Foto di Max Barners

Il confine da tracciare sulla prescrizione

La sostanziale cancellazione della prescrizione, approvata dal governo gialloverde ed entrata in vigore all’inizio dell’anno, continua a essere sbandierata dal ministro della Giustizia come un’imprescindibile conquista di civiltà, mentre i decreti sicurezza restano pienamente in vigore e gli accordi con la Libia sono stati rinnovati senza troppo clamore. Quella che persino un avvocato ministro del governo che l’aveva proposta aveva definito «una bomba atomica» è però oggi quasi unanimemente riconosciuta come una riforma dannosa, pericolosa e incostituzionale.

A dirlo ormai non sono più solo gli avvocati e una parte consistente dell’accademia, ma anche i vertici della magistratura italiana, che nel corso delle inaugurazioni dell’anno giudiziario l’hanno sconfessata.

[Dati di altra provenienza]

// src/services/mensagens_service.rs

use chrono::Utc;
use serde_json::Value;
use sqlx::PgPool;

use crate::{
    common::{
        error::AppError,
        pagination::{Pagina, Paginacao},
    },
    db::{LojaRepository, MensagemRepository},
    models::{
        loja::Loja,
        mensagens::{
            Atendimento, AtendimentoResumo, DirecaoMensagem, EnviarMensagemPayload, FinalizarAtendimentoPayload,
            IniciarAtendimentoPayload, ListarAtendimentosQuery, ListarMensagensQuery, MensagemRegistrada,
            MensagensDoAtendimento, MensagensDoContato, StatusAtendimento, WebhookIgnorado, WebhookProcessado,
        },
    },
    services::webhook::{self, Credenciais},
};

fn atendimento_nao_encontrado() -> AppError {
    AppError::NotFound("Atendimento nao encontrado.".into())
}

/// Resultado do webhook: mensagem gravada ou evento descartado.
#[derive(Debug)]
pub enum ResultadoWebhook {
    Processado(WebhookProcessado),
    Ignorado(WebhookIgnorado),
}

#[derive(Clone)]
pub struct MensagensService {
    pool: PgPool,
    mensagem_repo: MensagemRepository,
    loja_repo: LojaRepository,
}

impl MensagensService {
    pub fn new(pool: PgPool, mensagem_repo: MensagemRepository, loja_repo: LojaRepository) -> Self {
        Self {
            pool,
            mensagem_repo,
            loja_repo,
        }
    }

    // ---
    // Webhook
    // ---

    /// apikey, depois instância + URL, depois `cod_loja` explícito.
    async fn resolver_loja(&self, credenciais: &Credenciais) -> Result<Option<Loja>, AppError> {
        if let Some(apikey) = &credenciais.apikey {
            if let Some(loja) = self.loja_repo.buscar_por_apikey(apikey).await? {
                return Ok(Some(loja));
            }
        }
        if let (Some(instancia), Some(url)) = (&credenciais.instancia, &credenciais.server_url) {
            if let Some(loja) = self.loja_repo.buscar_por_instancia(instancia, url).await? {
                return Ok(Some(loja));
            }
        }
        match credenciais.cod_loja {
            Some(cod_loja) => self.loja_repo.buscar_por_codigo(cod_loja).await,
            None => Ok(None),
        }
    }

    pub async fn processar_webhook(
        &self,
        corpo: &Value,
        apikey_header: Option<&str>,
        sufixo_rota: Option<&str>,
    ) -> Result<ResultadoWebhook, AppError> {
        let evento = webhook::evento(corpo, sufixo_rota);
        if !webhook::e_evento_de_mensagem(evento.as_deref()) {
            tracing::debug!("Webhook: evento {:?} ignorado", evento);
            return Ok(ResultadoWebhook::Ignorado(WebhookIgnorado {
                message: "Evento ignorado.".into(),
                ignorado: true,
            }));
        }

        let credenciais = webhook::credenciais(corpo, apikey_header);
        let loja = self
            .resolver_loja(&credenciais)
            .await?
            .ok_or_else(|| AppError::Unauthorized("Credenciais do webhook invalidas.".into()))?;

        let Some(recebida) = webhook::normalizar(corpo)? else {
            return Ok(ResultadoWebhook::Ignorado(WebhookIgnorado {
                message: "Mensagem sem texto ou midia ignorada.".into(),
                ignorado: true,
            }));
        };

        let mut tx = self.pool.begin().await?;

        let contato = self
            .mensagem_repo
            .garantir_contato(
                &mut *tx,
                loja.codigo,
                &recebida.telefone,
                recebida.nome_contato.as_deref(),
                recebida.mensagem.direcao == DirecaoMensagem::Entrada,
            )
            .await?;

        let (atendimento, novo_atendimento) = self.mensagem_repo.garantir_atendimento(&mut *tx, &contato).await?;
        let mensagem = self
            .mensagem_repo
            .inserir_mensagem(&mut *tx, &atendimento, &recebida.mensagem)
            .await?;

        tx.commit().await?;

        tracing::info!(
            "💬 Webhook loja {}: mensagem {} no atendimento {} (contato {})",
            loja.codigo,
            mensagem.id,
            atendimento.id,
            contato.id
        );

        Ok(ResultadoWebhook::Processado(WebhookProcessado {
            message: "Mensagem processada com sucesso.".into(),
            atendimento_id: atendimento.id,
            mensagem_id: mensagem.id,
            contato_id: contato.id,
            novo_atendimento,
        }))
    }

    // ---
    // Envio e transições
    // ---

    pub async fn enviar(&self, payload: &EnviarMensagemPayload) -> Result<MensagemRegistrada, AppError> {
        let (Some(cod_loja), Some(atendimento_id), Some(usuario_id)) =
            (payload.cod_loja, payload.atendimento_id, payload.usuario_id)
        else {
            return Err(AppError::BadRequest(
                "cod_loja, atendimento_id e usuario_id sao obrigatorios.".into(),
            ));
        };

        let mut tx = self.pool.begin().await?;

        let mut atendimento = self
            .mensagem_repo
            .travar_atendimento(&mut *tx, cod_loja, atendimento_id)
            .await?
            .ok_or_else(atendimento_nao_encontrado)?;

        atendimento.validar_envio(usuario_id)?;

        if payload.iniciar_atendimento && atendimento.status == StatusAtendimento::Aberto {
            atendimento.iniciar(usuario_id, Utc::now())?;
            self.mensagem_repo.salvar_estado(&mut *tx, &atendimento).await?;
        }

        let mensagem = self
            .mensagem_repo
            .inserir_mensagem(&mut *tx, &atendimento, &payload.nova_mensagem(usuario_id))
            .await?;

        tx.commit().await?;

        Ok(MensagemRegistrada {
            message: "Mensagem registrada com sucesso.".into(),
            atendimento_id: atendimento.id,
            mensagem_id: mensagem.id,
            status_atendimento: atendimento.status,
        })
    }

    pub async fn iniciar(&self, id: i32, payload: &IniciarAtendimentoPayload) -> Result<Atendimento, AppError> {
        let (Some(cod_loja), Some(cod_usuario)) = (payload.cod_loja, payload.cod_usuario) else {
            return Err(AppError::BadRequest("cod_loja e cod_usuario sao obrigatorios.".into()));
        };

        let mut tx = self.pool.begin().await?;
        let mut atendimento = self
            .mensagem_repo
            .travar_atendimento(&mut *tx, cod_loja, id)
            .await?
            .ok_or_else(atendimento_nao_encontrado)?;

        atendimento.iniciar(cod_usuario, Utc::now())?;
        self.mensagem_repo.salvar_estado(&mut *tx, &atendimento).await?;
        tx.commit().await?;

        tracing::info!("Atendimento {} iniciado pelo usuário {}", atendimento.id, cod_usuario);
        Ok(atendimento)
    }

    pub async fn finalizar(&self, id: i32, payload: &FinalizarAtendimentoPayload) -> Result<Atendimento, AppError> {
        let cod_loja = payload
            .cod_loja
            .ok_or_else(|| AppError::BadRequest("cod_loja e obrigatorio.".into()))?;

        let mut tx = self.pool.begin().await?;
        let mut atendimento = self
            .mensagem_repo
            .travar_atendimento(&mut *tx, cod_loja, id)
            .await?
            .ok_or_else(atendimento_nao_encontrado)?;

        atendimento.finalizar(payload.cod_usuario, Utc::now())?;
        self.mensagem_repo.salvar_estado(&mut *tx, &atendimento).await?;
        tx.commit().await?;

        Ok(atendimento)
    }

    // ---
    // Consultas
    // ---

    pub async fn listar_atendimentos(
        &self,
        query: &ListarAtendimentosQuery,
    ) -> Result<Pagina<AtendimentoResumo>, AppError> {
        let paginacao = Paginacao::new(query.limit, query.offset);
        let (total, atendimentos) = self
            .mensagem_repo
            .listar_atendimentos(query.cod_loja, query.cod_usuario, query.status, paginacao)
            .await?;
        Ok(Pagina::new(total, atendimentos, paginacao))
    }

    pub async fn mensagens_do_atendimento(
        &self,
        id: i32,
        query: &ListarMensagensQuery,
    ) -> Result<MensagensDoAtendimento, AppError> {
        let atendimento = self
            .mensagem_repo
            .buscar_atendimento(query.cod_loja, id)
            .await?
            .ok_or_else(atendimento_nao_encontrado)?;
        atendimento.exigir_acesso(query.cod_usuario)?;

        let paginacao = Paginacao::new(query.limit, query.offset);
        let (total, data) = self
            .mensagem_repo
            .listar_por_atendimento(query.cod_loja, id, query.apos_id, paginacao)
            .await?;

        Ok(MensagensDoAtendimento {
            total,
            data,
            atendimento,
            next_offset: paginacao.proximo_offset(total),
        })
    }

    /// Só as mensagens dos atendimentos que o usuário pode ver.
    pub async fn mensagens_do_contato(
        &self,
        id: i32,
        query: &ListarMensagensQuery,
    ) -> Result<MensagensDoContato, AppError> {
        let contato = self
            .mensagem_repo
            .buscar_contato(query.cod_loja, id)
            .await?
            .ok_or_else(|| AppError::NotFound("Contato nao encontrado.".into()))?;

        let paginacao = Paginacao::new(query.limit, query.offset);
        let (total, data) = self
            .mensagem_repo
            .listar_por_contato(query.cod_loja, id, query.cod_usuario, query.apos_id, paginacao)
            .await?;

        Ok(MensagensDoContato {
            total,
            data,
            contato,
            next_offset: paginacao.proximo_offset(total),
        })
    }
}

Sgombrato il campo dalle visioni caricaturali della prescrizione come rifugio del potente che si sottrae alla condanna, resta una legge che non solo non incide minimamente sul disastro strutturale del sistema penale, da cui deriva l’inusitata lunghezza dei processi in Italia – esasperata da un’esposizione indiscriminata al pubblico ludibrio senza alcun rispetto per la presunzione di innocenza – ma addirittura lo aggraverà. Il Primo Presidente della Corte di Cassazione, nel corso della sua relazione all’inaugurazione dell’anno giudiziario, ha sottolineato come la cancellazione della prescrizione provochi un carico aggiuntivo di lavoro insostenibile per la Corte, che si troverà investita di tutta quella quota di processi che ora si prescrivono in appello. Il blocco della prescrizione prolungherà infatti la durata dei processi e aumenterà il carico di lavoro. La semplice cancellazione della prescrizione è inutile e dannosa: servono soluzioni normative, strutturali e organizzative che siano in grado di scongiurare la prevedibile crisi che ne deriverebbe al giudizio di legittimità.

Dello stesso avviso il presidente della Corte d’Appello di Roma, secondo cui sospendere la prescrizione non serve a nulla, significa soltanto accumulare i processi senza che ci siano le risorse per farli, arrivando addirittura a evocare una «amnistia mirata» per i reati minori per rimediare all’arretrato – e tornare a nominare un’amnistia, visti i tempi che corrono, dovrebbe darci la misura della portata devastante della riforma. Il procuratore generale di Milano ha poi assestato un ulteriore colpo alla riforma della prescrizione, dicendo chiaramente che presenta rischi di incostituzionalità ed è in conflitto con l’articolo 111 della Costituzione e con la ragionevole durata del processo, e lo ha fatto davanti alla Presidente della Corte Costituzionale.

La sconfessione della legge voluta dal ministro Bonafede è così completa: cancellare la prescrizione non è stata un’affermazione di civiltà ma un’iniziativa deleteria, pericolosa, potenzialmente incostituzionale. L’allarme è stato lanciato e la maggioranza di governo non può fingere di non avere sentito. Perché si sia caricata questa legge di un significato simbolico così forte per la componente grillina del governo, trasformando la prescrizione in una sorta di mito fondativo della buona giustizia, non è un problema che deve riguardare il governo, davanti a questo allarme generalizzato. Ma quello sulla prescrizione non è stato l’unico segnale lanciato dalla magistratura.

Un altro messaggio è arrivato dal procuratore generale della Cassazione, che nel suo intervento ha criticato la tentazione del «governo della paura», e il pericolo che si corre affidando esclusivamente al diritto penale l’orientamento dei valori di un aggregato sociale. «Si esigerebbe dalla giurisdizione – ha detto il procuratore – che le sentenze dei giudici non applichino solo norme, ma veicolino contenuti ritenuti “giusti” e tali perché ricavati non dalla Carta fondamentale ma dalla discussione mediatica. Ciò può portare a spostare le politiche pubbliche, dal fenomeno e dalla sua complessità ai soli suoi risvolti punitivi».

La legge che cancella la prescrizione nasce da questa visione della giustizia penale che caratterizzava la maggioranza formata da Lega e Movimento 5 Stelle, e solo il suo disconoscimento può dare un segno di discontinuità chiaro rispetto alle politiche securitarie e giustizialiste del precedente governo. Se restano i decreti sicurezza, se si rinnovano gli accordi con la Libia, se non si può nemmeno parlare di ius culturae, che almeno sulla giustizia penale si tracci un confine netto tra populisti securitari e democratici.